··· Records shown ···
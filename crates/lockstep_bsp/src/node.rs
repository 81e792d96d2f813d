//! # Partition Records
//!
//! Raw node and subsector records plus the point-side test.
//!
//! The side test is the hottest function in the renderer: it runs once per
//! node on every descent, several descents per frame. It must stay exactly
//! as written. Points on the line go to the back side, and level geometry
//! is built assuming that.

use bytemuck::{Pod, Zeroable};
use lockstep_math::Fixed;

/// Child flag marking a subsector index instead of a node index.
pub const NF_SUBSECTOR: u16 = 0x8000;

/// Which side of a partition line a point lies on.
#[derive(Debug, Clone, Copy, PartialEq, Eq, Hash)]
#[repr(u8)]
pub enum Side {
    /// Right of the line direction. Child slot 0.
    Front = 0,
    /// Left of the line direction, or on it. Child slot 1.
    Back = 1,
}

impl Side {
    /// Child slot for this side.
    #[inline]
    #[must_use]
    pub const fn index(self) -> usize {
        self as usize
    }

    /// Side for a boolean "is back" result.
    #[inline]
    #[must_use]
    pub const fn from_back(back: bool) -> Self {
        if back {
            Self::Back
        } else {
            Self::Front
        }
    }

    /// The other side.
    #[inline]
    #[must_use]
    pub const fn opposite(self) -> Self {
        match self {
            Self::Front => Self::Back,
            Self::Back => Self::Front,
        }
    }
}

/// One partition line and its two children.
///
/// Layout matches the node lump record: four 16.16 values and two child
/// codes, little-endian, 20 bytes.
#[derive(Debug, Clone, Copy, PartialEq, Eq, Pod, Zeroable)]
#[repr(C)]
pub struct Node {
    /// Line origin x.
    pub x: Fixed,
    /// Line origin y.
    pub y: Fixed,
    /// Line direction x.
    pub dx: Fixed,
    /// Line direction y.
    pub dy: Fixed,
    /// Front and back child codes. `NF_SUBSECTOR` marks a leaf.
    pub children: [u16; 2],
}

impl Node {
    /// Size of one lump record.
    pub const RECORD_SIZE: usize = std::mem::size_of::<Self>();

    /// Creates a node from a line and its front/back child codes.
    #[must_use]
    pub const fn new(x: Fixed, y: Fixed, dx: Fixed, dy: Fixed, front: u16, back: u16) -> Self {
        Self {
            x,
            y,
            dx,
            dy,
            children: [front, back],
        }
    }

    /// Child code for a subsector.
    #[inline]
    #[must_use]
    pub const fn leaf(subsector: u16) -> u16 {
        subsector | NF_SUBSECTOR
    }

    /// Returns the subsector index if `child` is a leaf code.
    #[inline]
    #[must_use]
    pub const fn as_leaf(child: u16) -> Option<u16> {
        if child & NF_SUBSECTOR != 0 {
            Some(child & !NF_SUBSECTOR)
        } else {
            None
        }
    }

    /// Child code on the given side.
    #[inline]
    #[must_use]
    pub const fn child(&self, side: Side) -> u16 {
        self.children[side.index()]
    }

    /// Classifies `(x, y)` against this node's line.
    #[inline]
    #[must_use]
    pub fn point_side(&self, x: Fixed, y: Fixed) -> Side {
        classify_point_side(x, y, self)
    }

    pub(crate) fn into_native(self) -> Self {
        let fix = |v: Fixed| Fixed::from_raw(i32::from_le(v.raw()));
        Self {
            x: fix(self.x),
            y: fix(self.y),
            dx: fix(self.dx),
            dy: fix(self.dy),
            children: [u16::from_le(self.children[0]), u16::from_le(self.children[1])],
        }
    }
}

/// A leaf region of the partition.
#[derive(Debug, Clone, Copy, PartialEq, Eq, Default, Pod, Zeroable)]
#[repr(C)]
pub struct Subsector {
    /// Sector this region belongs to.
    pub sector: u16,
    /// Number of line segments bounding the region.
    pub num_lines: u16,
    /// Index of the first bounding segment.
    pub first_line: u16,
}

impl Subsector {
    /// Size of one lump record.
    pub const RECORD_SIZE: usize = std::mem::size_of::<Self>();

    pub(crate) fn into_native(self) -> Self {
        Self {
            sector: u16::from_le(self.sector),
            num_lines: u16::from_le(self.num_lines),
            first_line: u16::from_le(self.first_line),
        }
    }
}

/// Which side of `node`'s line the point `(x, y)` is on.
///
/// Axis-aligned lines are decided by comparison alone. Otherwise both cross
/// product terms are de-fractionalized before multiplying so they fit an
/// `i32`; when the terms are equal the point is on the back side.
#[must_use]
pub fn classify_point_side(x: Fixed, y: Fixed, node: &Node) -> Side {
    if node.dx.is_zero() {
        if x <= node.x {
            return Side::from_back(node.dy.is_positive());
        }
        return Side::from_back(node.dy.is_negative());
    }
    if node.dy.is_zero() {
        if y <= node.y {
            return Side::from_back(node.dx.is_negative());
        }
        return Side::from_back(node.dx.is_positive());
    }

    let dx = x - node.x;
    let dy = y - node.y;

    let left = node.dy.to_int().wrapping_mul(dx.to_int());
    let right = dy.to_int().wrapping_mul(node.dx.to_int());

    if right < left {
        Side::Front
    } else {
        Side::Back
    }
}

#[cfg(test)]
mod tests {
    use super::*;

    fn f(v: i32) -> Fixed {
        Fixed::from_int(v)
    }

    fn line(x: i32, y: i32, dx: i32, dy: i32) -> Node {
        Node::new(f(x), f(y), f(dx), f(dy), 0, 0)
    }

    #[test]
    fn test_record_sizes() {
        assert_eq!(Node::RECORD_SIZE, 20);
        assert_eq!(Subsector::RECORD_SIZE, 6);
    }

    #[test]
    fn test_vertical_line_north() {
        let node = line(0, 0, 0, 64);
        assert_eq!(classify_point_side(f(-8), f(3), &node), Side::Back);
        assert_eq!(classify_point_side(f(0), f(3), &node), Side::Back);
        assert_eq!(classify_point_side(f(8), f(3), &node), Side::Front);
    }

    #[test]
    fn test_vertical_line_south() {
        let node = line(0, 0, 0, -64);
        assert_eq!(classify_point_side(f(-8), f(3), &node), Side::Front);
        assert_eq!(classify_point_side(f(0), f(3), &node), Side::Front);
        assert_eq!(classify_point_side(f(8), f(3), &node), Side::Back);
    }

    #[test]
    fn test_horizontal_line() {
        let east = line(0, 0, 64, 0);
        assert_eq!(classify_point_side(f(5), f(-1), &east), Side::Front);
        assert_eq!(classify_point_side(f(5), f(0), &east), Side::Front);
        assert_eq!(classify_point_side(f(5), f(1), &east), Side::Back);

        let west = line(0, 0, -64, 0);
        assert_eq!(classify_point_side(f(5), f(-1), &west), Side::Back);
        assert_eq!(classify_point_side(f(5), f(1), &west), Side::Front);
    }

    #[test]
    fn test_diagonal_line() {
        let node = line(0, 0, 1, 1);
        assert_eq!(classify_point_side(f(5), f(0), &node), Side::Front);
        assert_eq!(classify_point_side(f(0), f(5), &node), Side::Back);
    }

    #[test]
    fn test_point_on_line_is_back() {
        let node = line(16, 16, 32, 64);
        // (16 + 32, 16 + 64) lies exactly on the line.
        assert_eq!(classify_point_side(f(48), f(80), &node), Side::Back);
        assert_eq!(classify_point_side(f(16), f(16), &node), Side::Back);
    }

    #[test]
    fn test_fraction_is_ignored_in_general_case() {
        let node = line(0, 0, 1, 1);
        // 0.5 right of the line truncates onto it.
        let x = Fixed::from_raw(Fixed::ONE.raw() / 2);
        assert_eq!(classify_point_side(x, Fixed::ZERO, &node), Side::Back);
    }

    #[test]
    fn test_leaf_codes() {
        assert_eq!(Node::leaf(3), 0x8003);
        assert_eq!(Node::as_leaf(0x8003), Some(3));
        assert_eq!(Node::as_leaf(3), None);
        assert_eq!(Side::Front.opposite(), Side::Back);
    }
}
···
Work order:
Write out the full listing, keeping every line exactly as it is.

Expected output:
filename crates/lockstep_bsp/src/node.rs
repository 81e792d96d2f813d
//! # Partition Records
//!
//! Raw node and subsector records plus the point-side test.
//!
//! The side test is the hottest function in the renderer: it runs once per
//! node on every descent, several descents per frame. It must stay exactly
//! as written. Points on the line go to the back side, and level geometry
//! is built assuming that.

use bytemuck::{Pod, Zeroable};
use lockstep_math::Fixed;

/// Child flag marking a subsector index instead of a node index.
pub const NF_SUBSECTOR: u16 = 0x8000;

/// Which side of a partition line a point lies on.
#[derive(Debug, Clone, Copy, PartialEq, Eq, Hash)]
#[repr(u8)]
pub enum Side {
    /// Right of the line direction. Child slot 0.
    Front = 0,
    /// Left of the line direction, or on it. Child slot 1.
    Back = 1,
}

impl Side {
    /// Child slot for this side.
    #[inline]
    #[must_use]
    pub const fn index(self) -> usize {
        self as usize
    }

    /// Side for a boolean "is back" result.
    #[inline]
    #[must_use]
    pub const fn from_back(back: bool) -> Self {
        if back {
            Self::Back
        } else {
            Self::Front
        }
    }

    /// The other side.
    #[inline]
    #[must_use]
    pub const fn opposite(self) -> Self {
        match self {
            Self::Front => Self::Back,
            Self::Back => Self::Front,
        }
    }
}

/// One partition line and its two children.
///
/// Layout matches the node lump record: four 16.16 values and two child
/// codes, little-endian, 20 bytes.
#[derive(Debug, Clone, Copy, PartialEq, Eq, Pod, Zeroable)]
#[repr(C)]
pub struct Node {
    /// Line origin x.
    pub x: Fixed,
    /// Line origin y.
    pub y: Fixed,
    /// Line direction x.
    pub dx: Fixed,
    /// Line direction y.
    pub dy: Fixed,
    /// Front and back child codes. `NF_SUBSECTOR` marks a leaf.
    pub children: [u16; 2],
}

impl Node {
    /// Size of one lump record.
    pub const RECORD_SIZE: usize = std::mem::size_of::<Self>();

    /// Creates a node from a line and its front/back child codes.
    #[must_use]
    pub const fn new(x: Fixed, y: Fixed, dx: Fixed, dy: Fixed, front: u16, back: u16) -> Self {
        Self {
            x,
            y,
            dx,
            dy,
            children: [front, back],
        }
    }

    /// Child code for a subsector.
    #[inline]
    #[must_use]
    pub const fn leaf(subsector: u16) -> u16 {
        subsector | NF_SUBSECTOR
    }

    /// Returns the subsector index if `child` is a leaf code.
    #[inline]
    #[must_use]
    pub const fn as_leaf(child: u16) -> Option<u16> {
        if child & NF_SUBSECTOR != 0 {
            Some(child & !NF_SUBSECTOR)
        } else {
            None
        }
    }

    /// Child code on the given side.
    #[inline]
    #[must_use]
    pub const fn child(&self, side: Side) -> u16 {
        self.children[side.index()]
    }

    /// Classifies `(x, y)` against this node's line.
    #[inline]
    #[must_use]
    pub fn point_side(&self, x: Fixed, y: Fixed) -> Side {
        classify_point_side(x, y, self)
    }

    pub(crate) fn into_native(self) -> Self {
        let fix = |v: Fixed| Fixed::from_raw(i32::from_le(v.raw()));
        Self {
            x: fix(self.x),
            y: fix(self.y),
            dx: fix(self.dx),
            dy: fix(self.dy),
            children: [u16::from_le(self.children[0]), u16::from_le(self.children[1])],
        }
    }
}

/// A leaf region of the partition.
#[derive(Debug, Clone, Copy, PartialEq, Eq, Default, Pod, Zeroable)]
#[repr(C)]
pub struct Subsector {
    /// Sector this region belongs to.
    pub sector: u16,
    /// Number of line segments bounding the region.
    pub num_lines: u16,
    /// Index of the first bounding segment.
    pub first_line: u16,
}

impl Subsector {
    /// Size of one lump record.
    pub const RECORD_SIZE: usize = std::mem::size_of::<Self>();

    pub(crate) fn into_native(self) -> Self {
        Self {
            sector: u16::from_le(self.sector),
            num_lines: u16::from_le(self.num_lines),
            first_line: u16::from_le(self.first_line),
        }
    }
}

/// Which side of `node`'s line the point `(x, y)` is on.
///
/// Axis-aligned lines are decided by comparison alone. Otherwise both cross
/// product terms are de-fractionalized before multiplying so they fit an
/// `i32`; when the terms are equal the point is on the back side.
#[must_use]
pub fn classify_point_side(x: Fixed, y: Fixed, node: &Node) -> Side {
    if node.dx.is_zero() {
        if x <= node.x {
            return Side::from_back(node.dy.is_positive());
        }
        return Side::from_back(node.dy.is_negative());
    }
    if node.dy.is_zero() {
        if y <= node.y {
            return Side::from_back(node.dx.is_negative());
        }
        return Side::from_back(node.dx.is_positive());
    }

    let dx = x - node.x;
    let dy = y - node.y;

    let left = node.dy.to_int().wrapping_mul(dx.to_int());
    let right = dy.to_int().wrapping_mul(node.dx.to_int());

    if right < left {
        Side::Front
    } else {
        Side::Back
    }
}

#[cfg(test)]
mod tests {
    use super::*;

    fn f(v: i32) -> Fixed {
        Fixed::from_int(v)
    }

    fn line(x: i32, y: i32, dx: i32, dy: i32) -> Node {
        Node::new(f(x), f(y), f(dx), f(dy), 0, 0)
    }

    #[test]
    fn test_record_sizes() {
        assert_eq!(Node::RECORD_SIZE, 20);
        assert_eq!(Subsector::RECORD_SIZE, 6);
    }

    #[test]
    fn test_vertical_line_north() {
        let node = line(0, 0, 0, 64);
        assert_eq!(classify_point_side(f(-8), f(3), &node), Side::Back);
        assert_eq!(classify_point_side(f(0), f(3), &node), Side::Back);
        assert_eq!(classify_point_side(f(8), f(3), &node), Side::Front);
    }

    #[test]
    fn test_vertical_line_south() {
        let node = line(0, 0, 0, -64);
        assert_eq!(classify_point_side(f(-8), f(3), &node), Side::Front);
        assert_eq!(classify_point_side(f(0), f(3), &node), Side::Front);
        assert_eq!(classify_point_side(f(8), f(3), &node), Side::Back);
    }

    #[test]
    fn test_horizontal_line() {
        let east = line(0, 0, 64, 0);
        assert_eq!(classify_point_side(f(5), f(-1), &east), Side::Front);
        assert_eq!(classify_point_side(f(5), f(0), &east), Side::Front);
        assert_eq!(classify_point_side(f(5), f(1), &east), Side::Back);

        let west = line(0, 0, -64, 0);
        assert_eq!(classify_point_side(f(5), f(-1), &west), Side::Back);
        assert_eq!(classify_point_side(f(5), f(1), &west), Side::Front);
    }

    #[test]
    fn test_diagonal_line() {
        let node = line(0, 0, 1, 1);
        assert_eq!(classify_point_side(f(5), f(0), &node), Side::Front);
        assert_eq!(classify_point_side(f(0), f(5), &node), Side::Back);
    }

    #[test]
    fn test_point_on_line_is_back() {
        let node = line(16, 16, 32, 64);
        // (16 + 32, 16 + 64) lies exactly on the line.
        assert_eq!(classify_point_side(f(48), f(80), &node), Side::Back);
        assert_eq!(classify_point_side(f(16), f(16), &node), Side::Back);
    }

    #[test]
    fn test_fraction_is_ignored_in_general_case() {
        let node = line(0, 0, 1, 1);
        // 0.5 right of the line truncates onto it.
        let x = Fixed::from_raw(Fixed::ONE.raw() / 2);
        assert_eq!(classify_point_side(x, Fixed::ZERO, &node), Side::Back);
    }

    #[test]
    fn test_leaf_codes() {
        assert_eq!(Node::leaf(3), 0x8003);
        assert_eq!(Node::as_leaf(0x8003), Some(3));
        assert_eq!(Node::as_leaf(3), None);
        assert_eq!(Side::Front.opposite(), Side::Back);
    }
}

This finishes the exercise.